▶ _Stored data entries_
::::

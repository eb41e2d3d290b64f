//! Register sets and sparse overlays.

use std::collections::{BTreeMap, BTreeSet};
use std::fmt;

use serde::{Deserialize, Serialize};
use thiserror::Error;

use super::name::{Classification, REGISTER_COUNT, RegisterName};
use super::table;

/// One register slot as seen through a [`RegisterSet`].
#[derive(Debug, Clone, Copy, PartialEq, Eq)]
pub struct RegisterField {
    /// Register name
    pub name: RegisterName,
    /// Current value
    pub value: u8,
    /// Classification from the register table
    pub classification: Classification,
}

/// A value that differs between two register sets.
#[derive(Debug, Clone, Copy, PartialEq, Eq)]
pub struct RegisterChange {
    /// Register that changed
    pub name: RegisterName,
    /// Value before
    pub from: u8,
    /// Value after
    pub to: u8,
}

impl fmt::Display for RegisterChange {
    fn fmt(&self, f: &mut fmt::Formatter<'_>) -> fmt::Result {
        write!(f, "{}: {:02x} -> {:02x}", self.name, self.from, self.to)
    }
}

/// Complete set of register values, one per known register.
///
/// The set always covers every register; there is no way to add or remove
/// one. Values are stored in wire order.
#[derive(Debug, Clone, Copy, PartialEq, Eq, Default, Serialize, Deserialize)]
#[serde(try_from = "BTreeMap<String, u8>", into = "BTreeMap<String, u8>")]
pub struct RegisterSet {
    values: [u8; REGISTER_COUNT],
}

impl RegisterSet {
    /// Creates a set with every register zeroed.
    #[must_use]
    pub const fn zeroed() -> Self {
        Self {
            values: [0; REGISTER_COUNT],
        }
    }

    /// Creates a set from the raw configuration structure bytes.
    #[must_use]
    pub const fn from_bytes(values: [u8; REGISTER_COUNT]) -> Self {
        Self { values }
    }

    /// Returns the raw configuration structure bytes.
    #[must_use]
    pub const fn to_bytes(&self) -> [u8; REGISTER_COUNT] {
        self.values
    }

    /// Creates a set holding the preset value of every register.
    #[must_use]
    pub fn preset() -> Self {
        let mut set = Self::zeroed();
        for row in &table::REGISTER_TABLE {
            set.set(row.name, row.preset);
        }
        set
    }

    /// Returns the value of a register.
    #[must_use]
    pub const fn get(&self, name: RegisterName) -> u8 {
        self.values[name.index()]
    }

    /// Sets the value of a register.
    pub fn set(&mut self, name: RegisterName, value: u8) {
        self.values[name.index()] = value;
    }

    /// Returns a copy with one register replaced.
    #[must_use]
    pub fn with(mut self, name: RegisterName, value: u8) -> Self {
        self.set(name, value);
        self
    }

    /// Iterates over all registers in wire order.
    pub fn fields(&self) -> impl Iterator<Item = RegisterField> + '_ {
        RegisterName::ALL.into_iter().map(|name| RegisterField {
            name,
            value: self.get(name),
            classification: name.classification(),
        })
    }

    /// Lists the registers whose value differs in `other`, in wire order.
    #[must_use]
    pub fn diff(&self, other: &Self) -> Vec<RegisterChange> {
        RegisterName::ALL
            .into_iter()
            .filter(|&name| self.get(name) != other.get(name))
            .map(|name| RegisterChange {
                name,
                from: self.get(name),
                to: other.get(name),
            })
            .collect()
    }
}

impl fmt::Display for RegisterSet {
    fn fmt(&self, f: &mut fmt::Formatter<'_>) -> fmt::Result {
        let mut first = true;
        for field in self.fields() {
            if !first {
                f.write_str(" ")?;
            }
            first = false;
            write!(f, "{}={:02x}", field.name, field.value)?;
        }
        Ok(())
    }
}

/// Error converting a name/value map into a [`RegisterSet`].
#[derive(Debug, Clone, PartialEq, Eq, Error)]
pub enum RegisterMapError {
    /// The map names a register that does not exist.
    #[error("unknown register '{0}'")]
    Unknown(String),

    /// The map names the same register twice (differing only in case).
    #[error("register {0} given more than once")]
    Duplicate(RegisterName),

    /// The map does not cover every register.
    #[error("missing registers: {}", join_names(.0))]
    Missing(Vec<RegisterName>),
}

fn join_names(names: &[RegisterName]) -> String {
    names
        .iter()
        .map(|n| n.as_str())
        .collect::<Vec<_>>()
        .join(", ")
}

impl TryFrom<BTreeMap<String, u8>> for RegisterSet {
    type Error = RegisterMapError;

    fn try_from(map: BTreeMap<String, u8>) -> Result<Self, Self::Error> {
        let mut set = Self::zeroed();
        let mut seen = BTreeSet::new();

        for (key, value) in map {
            let name = key
                .parse::<RegisterName>()
                .map_err(|_| RegisterMapError::Unknown(key.clone()))?;
            if !seen.insert(name) {
                return Err(RegisterMapError::Duplicate(name));
            }
            set.set(name, value);
        }

        let missing: Vec<_> = RegisterName::ALL
            .into_iter()
            .filter(|name| !seen.contains(name))
            .collect();
        if !missing.is_empty() {
            return Err(RegisterMapError::Missing(missing));
        }

        Ok(set)
    }
}

impl From<RegisterSet> for BTreeMap<String, u8> {
    fn from(set: RegisterSet) -> Self {
        set.fields()
            .map(|field| (field.name.as_str().to_string(), field.value))
            .collect()
    }
}

/// Sparse set of requested register values.
///
/// Holds the requested values together with the set of registers that were
/// actually requested (the touched mask). Values of untouched registers are
/// meaningless and never read.
#[derive(Debug, Clone, Default, PartialEq, Eq)]
pub struct Overlay {
    values: RegisterSet,
    touched: BTreeSet<RegisterName>,
}

impl Overlay {
    /// Creates an empty overlay.
    #[must_use]
    pub fn new() -> Self {
        Self::default()
    }

    /// Requests a value for a register, replacing any earlier request.
    pub fn set(&mut self, name: RegisterName, value: u8) {
        self.values.set(name, value);
        self.touched.insert(name);
    }

    /// Builder form of [`Overlay::set`].
    #[must_use]
    pub fn with(mut self, name: RegisterName, value: u8) -> Self {
        self.set(name, value);
        self
    }

    /// Returns the requested value, if the register is touched.
    #[must_use]
    pub fn get(&self, name: RegisterName) -> Option<u8> {
        self.is_touched(name).then(|| self.values.get(name))
    }

    /// Returns true if the register is touched.
    #[must_use]
    pub fn is_touched(&self, name: RegisterName) -> bool {
        self.touched.contains(&name)
    }

    /// Returns the touched registers, in wire order.
    #[must_use]
    pub const fn touched(&self) -> &BTreeSet<RegisterName> {
        &self.touched
    }

    /// Iterates over touched registers and their requested values.
    pub fn entries(&self) -> impl Iterator<Item = (RegisterName, u8)> + '_ {
        self.touched
            .iter()
            .map(|&name| (name, self.values.get(name)))
    }

    /// Returns true if no register is touched.
    #[must_use]
    pub fn is_empty(&self) -> bool {
        self.touched.is_empty()
    }

    /// Number of touched registers.
    #[must_use]
    pub fn len(&self) -> usize {
        self.touched.len()
    }
}

impl FromIterator<(RegisterName, u8)> for Overlay {
    fn from_iter<I: IntoIterator<Item = (RegisterName, u8)>>(iter: I) -> Self {
        let mut overlay = Self::new();
        for (name, value) in iter {
            overlay.set(name, value);
        }
        overlay
    }
}

impl fmt::Display for Overlay {
    fn fmt(&self, f: &mut fmt::Formatter<'_>) -> fmt::Result {
        let entries: Vec<_> = self
            .entries()
            .map(|(name, value)| format!("{name}={value:02x}"))
            .collect();
        write!(f, "{{{}}}", entries.join(", "))
    }
}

::::

Count how many lines in the data contain the word "Deserialize", giving the number without comment.

2